4.2. Lentiviral Particles Production

HEK293T cells were cultured in DMEM medium with alanyl-glutamine (PanEco, Moscow, Russia) supplemented with 10% fetal bovine serum (FB-1001, Biosera, Cholet, France) and 1× antibiotic-antimycotic (L0010, Biowest, Bradenton, FL, USA) at 37 °C under 5% CO₂. The day before transfection, 3 × 10⁵ cells were seeded into the wells of a six-well plate in 2 mL of medium. The next day, the cells were transfected with a mixture of plasmids pCMV-VSV-G (Addgene #8454 [93], kindly provided by A.P.Kovina, IGB RAS) and pCMV-dR8.2-dvpr (Addgene #8455 [93], kindly provided by A.P. Kovina, IGB RAS), encoding the proteins necessary for lentiviral assembly, as well as the required transfer vector with the gene of interest, 4 μg of each plasmid.

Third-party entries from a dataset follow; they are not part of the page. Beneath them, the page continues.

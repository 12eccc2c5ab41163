//! # HyperSockets Traits
//!
//! Core types shared by the HyperSockets client:
//!
//! - **WsMessage**: transport-neutral text/binary frame
//! - **HyperSocketError**: error type for every transport operation

pub mod error;
pub mod message;

// Re-export commonly used types
pub use error::{HyperSocketError, Result};
pub use message::WsMessage;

The genes of interest were OsTIR1, dCas9, MCP-sfGFP, visualizing guide RNAs genes containing MS2 repeats, and the FusionRed-BP1-2 reporter gene. The transfection mixture was prepared using 400 μL of Opti-MEM I medium (Gibco, Waltham, MA, USA) with the addition of 10 μL of Turbofect reagent (R0531, Thermo Fisher Scientific, Waltham, MA, USA) according to the manufacturer’s protocol. After four days, the supernatants (suspensions of lentiviral particles) were collected from the cells, filtered through a 0.45 μm filter, and used for cell transduction or frozen at −80 °C until use.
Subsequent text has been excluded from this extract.